_Instructions to follow_: Read through the material below and find each line that has the word "derive"; copy it.

_Raw data_:
use embedded_hal_async::delay::DelayNs;
use embedded_hal_async::i2c::{I2c, SevenBitAddress};

use crate::{As7341, Error, Reg};

/// ADC gain, written to CFG1 as its ordinal.
#[derive(Debug, Clone, Copy, PartialEq, Eq, PartialOrd, Ord)]
#[cfg_attr(feature = "defmt", derive(defmt::Format))]
#[repr(u8)]
pub enum Gain {
  X0_5 = 0,
  X1 = 1,
  X2 = 2,
  X4 = 3,
  X8 = 4,
  X16 = 5,
  X32 = 6,
  X64 = 7,
  X128 = 8,
  X256 = 9,
  X512 = 10,
}

impl Gain {
  pub const ALL: [Gain; 11] = [
    Gain::X0_5,
    Gain::X1,
    Gain::X2,
    Gain::X4,
    Gain::X8,
    Gain::X16,
    Gain::X32,
    Gain::X64,
    Gain::X128,
    Gain::X256,
    Gain::X512,
  ];
}

impl From<Gain> for u8 {
  fn from(v: Gain) -> Self {
    v as u8
  }
}

impl TryFrom<u8> for Gain {
  type Error = u8;

  fn try_from(bits: u8) -> Result<Self, Self::Error> {
    Gain::ALL.get(bits as usize).copied().ok_or(bits)
  }
}

/// Integration timing and gain applied by [`As7341::configure`].
///
/// Integration time is `(atime + 1) * (astep + 1) * 2.78 µs`.
///
/// # Example
/// ```no_run
/// use as7341::{Config, Gain};
///
/// // ~50 ms at 64x
/// let config = Config::default().with_atime(29).with_astep(599).with_gain(Gain::X64);
/// ```
#[derive(Debug, Clone, Copy, PartialEq, Eq)]
#[cfg_attr(feature = "defmt", derive(defmt::Format))]
pub struct Config {
  /// Integration step count (ATIME).
  pub atime: u8,
  /// Integration step size (ASTEP).
  pub astep: u16,
  pub gain: Gain,
}

impl Config {
  pub const fn new(atime: u8, astep: u16, gain: Gain) -> Self {
    Self { atime, astep, gain }
  }

  pub const fn with_atime(mut self, atime: u8) -> Self {
    self.atime = atime;
    self
  }

  pub const fn with_astep(mut self, astep: u16) -> Self {
    self.astep = astep;
    self
  }

  pub const fn with_gain(mut self, gain: Gain) -> Self {
    self.gain = gain;
    self
  }
}

impl Default for Config {
  fn default() -> Self {
    Self::new(100, 999, Gain::X256)
  }
}

impl<I, E, D> As7341<I, D>
where
  I: I2c<SevenBitAddress, Error = E>,
  D: DelayNs,
{
  /// Write integration timing and gain.
  pub async fn configure(&mut self, config: &Config) -> Result<(), Error<E>> {
    self.set_integration_time(config.atime, config.astep).await?;
    self.set_gain(config.gain).await
  }

  pub async fn set_gain(&mut self, gain: Gain) -> Result<(), Error<E>> {
    self.write_u8(Reg::Cfg1, gain.into()).await?;
    self.state.gain = Some(gain);
    Ok(())
  }

  pub async fn gain(&mut self) -> Result<Gain, Error<E>> {
    let bits = self.read_u8(Reg::Cfg1).await?;
    let gain = Gain::try_from(bits).map_err(Error::InvalidGain)?;
    self.state.gain = Some(gain);
    Ok(gain)
  }

  /// Write ATIME, then ASTEP as one little-endian two-byte transfer.
  pub async fn set_integration_time(&mut self, atime: u8, astep: u16) -> Result<(), Error<E>> {
    self.write_u8(Reg::Atime, atime).await?;
    self.state.atime = Some(atime);
    self.write_u16(Reg::AstepL, astep).await?;
    self.state.astep = Some(astep);
    Ok(())
  }

  /// Read back `(atime, astep)`.
  pub async fn integration_time(&mut self) -> Result<(u8, u16), Error<E>> {
    let atime = self.read_u8(Reg::Atime).await?;
    let astep = self.read_u16(Reg::AstepL).await?;
    self.state.atime = Some(atime);
    self.state.astep = Some(astep);
    Ok((atime, astep))
  }
}

#[cfg(test)]
mod tests {
  extern crate std;

  use embedded_hal_mock::eh1::i2c::Transaction;
  use std::vec;
  use std::vec::Vec;

  use super::*;
  use crate::testing::*;

  #[tokio::test]
  async fn every_gain_round_trips() {
    let expectations: Vec<Transaction> = Gain::ALL
      .iter()
      .flat_map(|g| [write(0xAA, *g as u8), read(0xAA, *g as u8)])
      .collect();
    let mut sensor = sensor(&expectations);

    for gain in Gain::ALL {
      sensor.set_gain(gain).await.unwrap();
      assert_eq!(sensor.gain().await.unwrap(), gain);
      assert_eq!(sensor.state().gain, Some(gain));
    }
    finish(sensor);
  }

  #[tokio::test]
  async fn out_of_range_gain_is_reported() {
    let expectations = [read(0xAA, 11)];
    let mut sensor = sensor(&expectations);

    assert_eq!(sensor.gain().await, Err(Error::InvalidGain(11)));
    assert_eq!(sensor.state().gain, None);
    finish(sensor);
  }

  #[tokio::test]
  async fn read_back_fills_the_state_mirror() {
    let expectations = [
      read(0xAA, 3),
      read(0x81, 29),
      Transaction::write_read(ADDR, vec![0xCA], vec![0x57, 0x02]),
    ];
    let mut sensor = sensor(&expectations);

    assert_eq!(sensor.gain().await, Ok(Gain::X4));
    assert_eq!(sensor.integration_time().await, Ok((29, 599)));
    let state = sensor.state();
    assert_eq!((state.atime, state.astep, state.gain), (Some(29), Some(599), Some(Gain::X4)));
    finish(sensor);
  }

  #[tokio::test]
  async fn integration_time_round_trips_at_range_edges() {
    let cases: [(u8, u16); 4] = [(0, 0), (255, 65535), (29, 599), (100, 0x01FF)];
    let mut expectations = vec![];
    for (atime, astep) in cases {
      let [lo, hi] = astep.to_le_bytes();
      expectations.push(write(0x81, atime));
      expectations.push(Transaction::write(ADDR, vec![0xCA, lo, hi]));
      expectations.push(read(0x81, atime));
      expectations.push(Transaction::write_read(ADDR, vec![0xCA], vec![lo, hi]));
    }
    let mut sensor = sensor(&expectations);

    for (atime, astep) in cases {
      sensor.set_integration_time(atime, astep).await.unwrap();
      assert_eq!(sensor.integration_time().await.unwrap(), (atime, astep));
    }
    finish(sensor);
  }

  #[tokio::test]
  async fn configure_writes_timing_then_gain() {
    let expectations = [
      write(0x81, 29),
      Transaction::write(ADDR, vec![0xCA, 0x57, 0x02]),
      write(0xAA, 7),
    ];
    let mut sensor = sensor(&expectations);

    sensor.configure(&Config::default().with_atime(29).with_astep(599).with_gain(Gain::X64)).await.unwrap();
    let state = sensor.state();
    assert_eq!((state.atime, state.astep, state.gain), (Some(29), Some(599), Some(Gain::X64)));

    let delay = finish(sensor);
    assert_eq!(delay.waits, vec![20_000_000; 3]);
  }

  #[test]
  fn gain_ordinals_are_dense() {
    for (i, gain) in Gain::ALL.iter().enumerate() {
      assert_eq!(u8::from(*gain) as usize, i);
      assert_eq!(Gain::try_from(i as u8), Ok(*gain));
    }
  }
}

_Solution to the problem_:
#[derive(Debug, Clone, Copy, PartialEq, Eq, PartialOrd, Ord)]
#[cfg_attr(feature = "defmt", derive(defmt::Format))]
#[derive(Debug, Clone, Copy, PartialEq, Eq)]
#[cfg_attr(feature = "defmt", derive(defmt::Format))]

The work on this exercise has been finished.